On the income disregards for lone parent families, the Deputy is right that the cost of living has gone up. I would have increased it by more if we had more money. I have every intention of continuing to do so for as long as I am lucky enough to be in this role and able to look after the most vulnerable in society. We are all aware, not just from ESRI reports but also from the physical evidence of meeting people, that the most vulnerable financially in our society are those living with disabilities and lone parent families. They are the ones who need to be supported in whatever way we can support them in the next budgetary process and thereafter until they have a good quality standard of living. I can give the Deputy a guarantee that as long as I am in this seat, that will be one of my priorities.
In particular, I want to address the issue of the 120,000 children who are living in consistent poverty. Thankfully, that figure is decreasing, but it is not decreasing half fast enough.
On youth unemployment, we will be introducing a new scheme later this year for the under 26s. As it will be on a voluntary basis, no one will be made to join it. There will, however, be a large uptake, given the type of scheme that it will be. I am looking forward to launching it in the next year in the light of the response we are receiving.

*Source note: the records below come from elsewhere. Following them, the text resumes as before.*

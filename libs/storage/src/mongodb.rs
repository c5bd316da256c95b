use std::sync::Arc;

use async_trait::async_trait;
use bb_core::{BoxError, Storage, StorageError, StoreItem, StoreItems, WriteMode, new_etag};
use bb_telemetry::{Outcome, record_storage_op};
use futures::future::try_join_all;
use serde_json::{Map, Value};
use tracing::debug;

const PROVIDER: &str = "mongodb";

/// A collection document: `{ _id, document, eTag }`.
#[derive(Debug, Clone, PartialEq)]
pub struct MongoDocument {
    pub id: String,
    pub document: Map<String, Value>,
    pub e_tag: String,
}

/// Result of `replaceOne`.
#[derive(Debug, Clone, Copy, Default, PartialEq, Eq)]
pub struct ReplaceOutcome {
    pub matched: u64,
    pub upserted: bool,
}

/// Collection calls used by [`MongoDbStorage`]. Implement over the official driver.
#[async_trait]
pub trait DocumentCollection: Send + Sync {
    /// `find({ _id: { $in: ids } })`
    async fn find_by_ids(&self, ids: &[String]) -> Result<Vec<MongoDocument>, BoxError>;

    /// `replaceOne` filtered on `_id`, plus `eTag` when `expected_etag` is set.
    async fn replace_one(
        &self,
        doc: MongoDocument,
        expected_etag: Option<&str>,
        upsert: bool,
    ) -> Result<ReplaceOutcome, BoxError>;

    /// `deleteMany({ _id: { $in: ids } })`, returning the deleted count.
    async fn delete_many(&self, ids: &[String]) -> Result<u64, BoxError>;
}

/// Storage over a MongoDB collection. Reads are one `$in` query.
pub struct MongoDbStorage<C> {
    collection: Arc<C>,
}

impl<C: DocumentCollection> MongoDbStorage<C> {
    pub fn new(collection: Arc<C>) -> Self {
        Self { collection }
    }

    async fn write_one(&self, key: String, item: StoreItem) -> Result<(), StorageError> {
        let mode = WriteMode::for_item(&key, item.e_tag.as_deref())?;
        let doc = MongoDocument {
            id: key.clone(),
            document: item.document,
            e_tag: new_etag(),
        };
        match mode {
            WriteMode::Unconditional => {
                self.collection
                    .replace_one(doc, None, true)
                    .await
                    .map_err(|err| StorageError::backend(PROVIDER, err))?;
            }
            WriteMode::Conditional(expected) => {
                let outcome = self
                    .collection
                    .replace_one(doc, Some(&expected), false)
                    .await
                    .map_err(|err| StorageError::backend(PROVIDER, err))?;
                if outcome.matched == 0 {
                    return Err(StorageError::ETagConflict { key });
                }
            }
        }
        Ok(())
    }
}

#[async_trait]
impl<C: DocumentCollection> Storage for MongoDbStorage<C> {
    async fn read(&self, keys: &[String]) -> Result<StoreItems, StorageError> {
        if keys.is_empty() {
            return Ok(StoreItems::new());
        }
        let result = self
            .collection
            .find_by_ids(keys)
            .await
            .map_err(|err| StorageError::backend(PROVIDER, err))
            .map(|docs| {
                docs.into_iter()
                    .filter(|doc| keys.contains(&doc.id))
                    .map(|doc| (doc.id, StoreItem::new(doc.document).with_etag(doc.e_tag)))
                    .collect::<StoreItems>()
            });
        if let Ok(items) = &result {
            debug!(provider = PROVIDER, requested = keys.len(), found = items.len(), "read");
        }
        record_storage_op(PROVIDER, "read", Outcome::of(&result));
        result
    }

    async fn write(&self, changes: StoreItems) -> Result<(), StorageError> {
        let count = changes.len();
        let result = try_join_all(
            changes
                .into_iter()
                .map(|(key, item)| self.write_one(key, item)),
        )
        .await
        .map(|_| ());
        debug!(provider = PROVIDER, count, ok = result.is_ok(), "write");
        record_storage_op(PROVIDER, "write", Outcome::of(&result));
        result
    }

    async fn delete(&self, keys: &[String]) -> Result<(), StorageError> {
        if keys.is_empty() {
            return Ok(());
        }
        let result = self
            .collection
            .delete_many(keys)
            .await
            .map_err(|err| StorageError::backend(PROVIDER, err));
        if let Ok(deleted) = &result {
            debug!(provider = PROVIDER, requested = keys.len(), deleted, "delete");
        }
        record_storage_op(PROVIDER, "delete", Outcome::of(&result));
        result.map(|_| ())
    }
}

#[cfg(test)]
mod tests {
    use super::*;
    use std::collections::HashMap;
    use std::sync::Mutex;

    #[derive(Default)]
    struct FakeCollection {
        docs: Mutex<HashMap<String, MongoDocument>>,
    }

    #[async_trait]
    impl DocumentCollection for FakeCollection {
        async fn find_by_ids(&self, ids: &[String]) -> Result<Vec<MongoDocument>, BoxError> {
            let docs = self.docs.lock().unwrap();
            Ok(ids.iter().filter_map(|id| docs.get(id).cloned()).collect())
        }

        async fn replace_one(
            &self,
            doc: MongoDocument,
            expected_etag: Option<&str>,
            upsert: bool,
        ) -> Result<ReplaceOutcome, BoxError> {
            let mut docs = self.docs.lock().unwrap();
            let matched = match (docs.get(&doc.id), expected_etag) {
                (Some(current), Some(expected)) => current.e_tag == expected,
                (Some(_), None) => true,
                (None, _) => false,
            };
            if matched || upsert {
                let upserted = !matched;
                docs.insert(doc.id.clone(), doc);
                return Ok(ReplaceOutcome {
                    matched: u64::from(matched),
                    upserted,
                });
            }
            Ok(ReplaceOutcome::default())
        }

        async fn delete_many(&self, ids: &[String]) -> Result<u64, BoxError> {
            let mut docs = self.docs.lock().unwrap();
            Ok(ids.iter().filter(|id| docs.remove(*id).is_some()).count() as u64)
        }
    }

    #[tokio::test]
    async fn passes_storage_conformance() {
        let store = MongoDbStorage::new(Arc::new(FakeCollection::default()));
        bb_testutil::storage::assert_conformance(&store).await;
    }

    #[tokio::test]
    async fn empty_key_lists_skip_the_collection() {
        struct Unreachable;

        #[async_trait]
        impl DocumentCollection for Unreachable {
            async fn find_by_ids(&self, _: &[String]) -> Result<Vec<MongoDocument>, BoxError> {
                Err("should not be called".into())
            }

            async fn replace_one(
                &self,
                _: MongoDocument,
                _: Option<&str>,
                _: bool,
            ) -> Result<ReplaceOutcome, BoxError> {
                Err("should not be called".into())
            }

            async fn delete_many(&self, _: &[String]) -> Result<u64, BoxError> {
                Err("should not be called".into())
            }
        }

        let store = MongoDbStorage::new(Arc::new(Unreachable));
        assert!(store.read(&[]).await.unwrap().is_empty());
        store.delete(&[]).await.unwrap();
    }
}
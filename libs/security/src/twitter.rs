use base64::{Engine as _, engine::general_purpose::STANDARD as B64};

use crate::signature::{SignatureError, constant_time_eq, hmac_sha256};

/// Header carrying the Account Activity API payload signature.
pub const TWITTER_SIGNATURE_HEADER: &str = "x-twitter-webhooks-signature";

/// Answer to the Account Activity API challenge-response check.
///
/// ```
/// let token = bb_security::twitter_crc_response("secret", "challenge");
/// assert!(token.starts_with("sha256="));
/// ```
pub fn twitter_crc_response(consumer_secret: &str, crc_token: &str) -> String {
    let digest = hmac_sha256(consumer_secret.as_bytes(), crc_token.as_bytes());
    format!("sha256={}", B64.encode(digest))
}

/// Checks a `sha256=<base64>` payload signature computed with the consumer secret.
pub fn verify_twitter_signature(
    consumer_secret: &str,
    body: &[u8],
    provided: Option<&str>,
) -> Result<(), SignatureError> {
    let provided = provided.ok_or(SignatureError::Missing)?;
    let encoded = provided
        .strip_prefix("sha256=")
        .ok_or(SignatureError::Malformed)?;
    let provided = B64
        .decode(encoded)
        .map_err(|_| SignatureError::Malformed)?;
    let expected = hmac_sha256(consumer_secret.as_bytes(), body);
    if constant_time_eq(&expected, &provided) {
        Ok(())
    } else {
        Err(SignatureError::Mismatch)
    }
}
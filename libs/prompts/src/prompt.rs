use bb_core::Activity;
use serde::{Deserialize, Serialize};
use tracing::debug;

use crate::Recognizer;

pub const DEFAULT_MAX_ATTEMPTS: u32 = 3;

type Validator<T> = Box<dyn Fn(&T) -> bool + Send + Sync>;

/// Per-conversation prompt progress. Serializable so it can live in conversation state.
#[derive(Debug, Clone, Default, PartialEq, Eq, Serialize, Deserialize)]
pub struct PromptState {
    pub attempts: u32,
}

#[derive(Debug, Clone, PartialEq)]
pub enum PromptOutcome<T> {
    Recognized(T),
    /// Ask again with this text.
    Retry(String),
    Exhausted,
}

/// Asks for a value until the recognizer (and validator, if any) accepts a reply.
///
/// ```
/// use bb_core::Activity;
/// use bb_prompts::{EmailRecognizer, Prompt, PromptOutcome, PromptState};
///
/// let prompt = Prompt::new(EmailRecognizer, "Please send a valid e-mail address.").max_attempts(2);
/// let mut state = PromptState::default();
///
/// assert_eq!(
///     prompt.on_reply(&mut state, &Activity::message("nope")),
///     PromptOutcome::Retry("Please send a valid e-mail address.".into())
/// );
/// assert_eq!(
///     prompt.on_reply(&mut state, &Activity::message("ada@example.com")),
///     PromptOutcome::Recognized("ada@example.com".to_string())
/// );
/// ```
pub struct Prompt<T> {
    recognizer: Box<dyn Recognizer<T>>,
    retry_prompt: String,
    validator: Option<Validator<T>>,
    max_attempts: u32,
}

impl<T> Prompt<T> {
    pub fn new(recognizer: impl Recognizer<T> + 'static, retry_prompt: impl Into<String>) -> Self {
        Self {
            recognizer: Box::new(recognizer),
            retry_prompt: retry_prompt.into(),
            validator: None,
            max_attempts: DEFAULT_MAX_ATTEMPTS,
        }
    }

    pub fn validator(mut self, validator: impl Fn(&T) -> bool + Send + Sync + 'static) -> Self {
        self.validator = Some(Box::new(validator));
        self
    }

    /// Attempts allowed before [`PromptOutcome::Exhausted`]; at least one.
    pub fn max_attempts(mut self, max_attempts: u32) -> Self {
        self.max_attempts = max_attempts.max(1);
        self
    }

    pub fn retry_prompt(&self) -> &str {
        &self.retry_prompt
    }

    /// Scores one reply. A recognized value resets `state`.
    pub fn on_reply(&self, state: &mut PromptState, activity: &Activity) -> PromptOutcome<T> {
        state.attempts += 1;
        let accepted = self
            .recognizer
            .recognize(activity)
            .into_value()
            .filter(|value| self.validator.as_ref().is_none_or(|valid| valid(value)));

        match accepted {
            Some(value) => {
                *state = PromptState::default();
                PromptOutcome::Recognized(value)
            }
            None if state.attempts >= self.max_attempts => {
                debug!(attempts = state.attempts, "prompt exhausted");
                PromptOutcome::Exhausted
            }
            None => PromptOutcome::Retry(self.retry_prompt.clone()),
        }
    }
}

#[cfg(test)]
mod tests {
    use super::*;
    use crate::PhoneNumberRecognizer;

    #[test]
    fn validator_rejections_count_as_attempts() {
        let prompt = Prompt::new(PhoneNumberRecognizer, "US numbers only")
            .validator(|number: &String| !number.starts_with('+'))
            .max_attempts(2);
        let mut state = PromptState::default();

        assert_eq!(
            prompt.on_reply(&mut state, &Activity::message("+44 20 7946 0958")),
            PromptOutcome::Retry("US numbers only".into())
        );
        assert_eq!(
            prompt.on_reply(&mut state, &Activity::message("+33 1 23 45 67 89")),
            PromptOutcome::Exhausted
        );
        assert_eq!(state.attempts, 2);
    }

    #[test]
    fn success_resets_attempts() {
        let prompt = Prompt::new(PhoneNumberRecognizer, "again?");
        let mut state = PromptState { attempts: 2 };
        assert_eq!(
            prompt.on_reply(&mut state, &Activity::message("555 123 4567")),
            PromptOutcome::Recognized("5551234567".into())
        );
        assert_eq!(state, PromptState::default());
    }

    #[test]
    fn max_attempts_is_at_least_one() {
        let prompt = Prompt::new(PhoneNumberRecognizer, "x").max_attempts(0);
        let mut state = PromptState::default();
        assert_eq!(
            prompt.on_reply(&mut state, &Activity::message("no")),
            PromptOutcome::Exhausted
        );
    }
}
use axum::response::{IntoResponse, Response};
use axum::{Json, http::StatusCode};
use bb_core::{BodyError, TurnError};
use bb_security::SignatureError;
use serde::Serialize;

use crate::verifier::VerificationError;

#[derive(Debug, thiserror::Error)]
pub enum AlexaError {
    #[error("invalid request body: {0}")]
    Body(#[from] BodyError),
    #[error("malformed alexa request: {0}")]
    Malformed(#[from] serde_json::Error),
    #[error("application id not allowed")]
    ApplicationId,
    #[error("request timestamp rejected: {0}")]
    Timestamp(#[source] SignatureError),
    #[error(transparent)]
    Verification(#[from] VerificationError),
    #[error("turn failed")]
    Turn(#[source] TurnError),
}

impl AlexaError {
    pub fn status(&self) -> StatusCode {
        match self {
            AlexaError::Body(BodyError::TooLarge { .. }) => StatusCode::PAYLOAD_TOO_LARGE,
            AlexaError::Body(_) | AlexaError::Malformed(_) => StatusCode::BAD_REQUEST,
            AlexaError::ApplicationId | AlexaError::Timestamp(_) | AlexaError::Verification(_) => {
                StatusCode::FORBIDDEN
            }
            AlexaError::Turn(_) => StatusCode::INTERNAL_SERVER_ERROR,
        }
    }

    fn message(&self) -> String {
        match self {
            AlexaError::Turn(_) => "internal server error".to_string(),
            other => other.to_string(),
        }
    }
}

impl IntoResponse for AlexaError {
    fn into_response(self) -> Response {
        let status = self.status();
        let body = Json(ErrorBody {
            error: self.message(),
        });
        (status, body).into_response()
    }
}

#[derive(Serialize)]
struct ErrorBody {
    error: String,
}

I will disagree with Deputy Bríd Smith who I know will disagree with me on the issue of changing the payments. We are not asking anyone under 25 years of age to live on a lower payment than others. They have the option of returning to training, taking courses and upskilling, for example, to become carers. There are a variety of means for them to increase their payments to what they could be were they jobseekers over 26 years of age, if that is what they want. I make no apologies for not wanting people younger than 26 years to be on the dole. I want them to be working, which is why we are aggressively working via JobPath with young people who have spent more than 12 months on the live register. We are finding them jobs.